Having lost the battle for residents, some city planners and academics and many in government may evoke climate change to force people into “living smaller, living closer”—whether they like it or not.72 This is the case even in developing countries, such as South Africa. Yet these accounts have often ignored changes in car exhausts and the rise of remote work and have discounted urban phenomena such as “heat islands” caused by too many buildings packed together in one place.73
Preserving the environment is crucial, but ultimately, cities cannot be constructed around compulsion.
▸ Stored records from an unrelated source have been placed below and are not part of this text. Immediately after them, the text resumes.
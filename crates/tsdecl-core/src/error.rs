//! Error types for the tsdecl-core library.
//!
//! Every failure is fatal to the output file (or run) that triggered it. The
//! core never logs errors itself; it returns them with enough context
//! (qualified name, file, field) for the caller to report them.

use thiserror::Error;

/// Result type alias for tsdecl operations
pub type Result<T> = std::result::Result<T, Error>;

/// Error type for all tsdecl operations
#[derive(Error, Debug)]
#[non_exhaustive]
pub enum Error {
    /// Two descriptors declare the same fully-qualified type name
    #[error("duplicate type name '{name}': declared in '{first_file}' and '{second_file}'")]
    DuplicateTypeName {
        /// Fully-qualified type name, without leading dot
        name: String,
        /// File that declared the name first
        first_file: String,
        /// File that declared it again
        second_file: String,
    },

    /// A file imports a path that is not part of the request
    #[error("file '{file}' imports '{import}', which is not present in the request")]
    UnknownImport {
        /// Importing file
        file: String,
        /// Missing import path
        import: String,
    },

    /// A type reference does not name any indexed message or enum
    #[error("unresolved type '{name}' referenced from '{file}' ({context})")]
    UnresolvedType {
        /// The reference as written in the descriptor
        name: String,
        /// File containing the reference
        file: String,
        /// Field or method holding the reference
        context: String,
    },

    /// Two declarations claim incompatible nesting for the same path
    #[error("package conflict at '{path}' in '{file}'")]
    PackageConflict {
        /// Conflicting qualified path
        path: String,
        /// File being assembled
        file: String,
    },

    /// A field construct the type mapper has no rule for
    #[error("unsupported field shape for '{message}.{field}' in '{file}': {details}")]
    UnsupportedFieldShape {
        /// Qualified name of the owning message
        message: String,
        /// Field name
        field: String,
        /// File declaring the message
        file: String,
        /// What is wrong with the field
        details: String,
    },

    /// A plugin parameter key or value was not recognized
    #[error("invalid parameter '{key}={value}'")]
    InvalidParameter {
        /// Parameter key
        key: String,
        /// Parameter value as given
        value: String,
    },

    /// A file listed for generation has no descriptor in the request
    #[error("file to generate '{file}' has no descriptor in the request")]
    UnknownFileToGenerate {
        /// The requested file name
        file: String,
    },

    /// Failed to decode the serialized request
    #[error("failed to decode request: {0}")]
    RequestDecode(#[from] prost::DecodeError),
}

impl Error {
    /// Creates a new duplicate type name error
    pub fn duplicate_type_name(
        name: impl Into<String>,
        first_file: impl Into<String>,
        second_file: impl Into<String>,
    ) -> Self {
        Self::DuplicateTypeName {
            name: name.into(),
            first_file: first_file.into(),
            second_file: second_file.into(),
        }
    }

    /// Creates a new unknown import error
    pub fn unknown_import(file: impl Into<String>, import: impl Into<String>) -> Self {
        Self::UnknownImport {
            file: file.into(),
            import: import.into(),
        }
    }

    /// Creates a new unresolved type error
    pub fn unresolved_type(
        name: impl Into<String>,
        file: impl Into<String>,
        context: impl Into<String>,
    ) -> Self {
        Self::UnresolvedType {
            name: name.into(),
            file: file.into(),
            context: context.into(),
        }
    }

    /// Creates a new package conflict error
    pub fn package_conflict(path: impl Into<String>, file: impl Into<String>) -> Self {
        Self::PackageConflict {
            path: path.into(),
            file: file.into(),
        }
    }

    /// Creates a new unsupported field shape error
    pub fn unsupported_field_shape(
        message: impl Into<String>,
        field: impl Into<String>,
        file: impl Into<String>,
        details: impl Into<String>,
    ) -> Self {
        Self::UnsupportedFieldShape {
            message: message.into(),
            field: field.into(),
            file: file.into(),
            details: details.into(),
        }
    }

    /// Creates a new invalid parameter error
    pub fn invalid_parameter(key: impl Into<String>, value: impl Into<String>) -> Self {
        Self::InvalidParameter {
            key: key.into(),
            value: value.into(),
        }
    }

    /// Short machine-readable name of the error kind
    pub fn kind(&self) -> &'static str {
        match self {
            Self::DuplicateTypeName { .. } => "DuplicateTypeName",
            Self::UnknownImport { .. } => "UnknownImport",
            Self::UnresolvedType { .. } => "UnresolvedType",
            Self::PackageConflict { .. } => "PackageConflict",
            Self::UnsupportedFieldShape { .. } => "UnsupportedFieldShape",
            Self::InvalidParameter { .. } => "InvalidParameter",
            Self::UnknownFileToGenerate { .. } => "UnknownFileToGenerate",
            Self::RequestDecode(_) => "RequestDecode",
        }
    }
}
Fifteen years ago, it was common for the mainstream media to suggest that “America’s suburban dream” was “collapsing into a nightmare.”74 The New York Times suggested ways to carve up the suburban carcass, with some envisioning that suburban three-car garages would be “subdivided into rental units with streetfront cafés, shops and other local businesses” while abandoned pools would become skateboard parks. Arguments against homeownership, the key to exurbia, surfaced, bolstered by what turned out to be a short-lived drop in prices spurred by the proliferation of unsustainable subprime mortgages.75
That their predictions turned out wrong should be fairly obvious. People continue to vote with their feet, moving to these same peripheral places.
Despite all the statistical evidence, anti-suburban zealots still cling to this notion. They cannot see the appeal of new exurban communities that provide residents large open-space preserves, extensive parks, clubhouses, Main Streets, and cultural amenities.76 These may not be cities of the old type, but they provide some aspects of the urban culture that many see as more amenable to family life.
Of course, the shift to newer, dispersed communities does not make the historic core irrelevant. But it changes its function as the undisputed economic center of society. In the future, the central business district and the core city will, as H. G. Wells predicted over a century ago, play the role of “places of rendezvous and concourse.”77 Some of the youngest workers may still want to rent temporarily in big gateway cities, where they can mix with each other and be noticed by their bosses. But in the future, central business districts are unlikely to retain their lofty status.
To maintain themselves and construct a better future, cities need to focus on safety, quality of life, good schools, and social order. “A great city,” noted Aristotle, is not confounded with a “populous one.”78 Successful future cities should focus more on neighborhood life—and less on grandiosity. They can only compete, as cities have in the past, by providing a more dynamic, vital alternative to the periphery or small towns.
Rather than the luxury city, they need to focus on becoming a more inclusive human city; the urban advantage will not rest with “bits” but in attracting those who seek the things unique to the urban experience. Technology may drive future dispersion, but it also could create a new, more people-friendly metropolis, even allowing core cities to fulfill the promise that has defined and spurred their development since ancient times.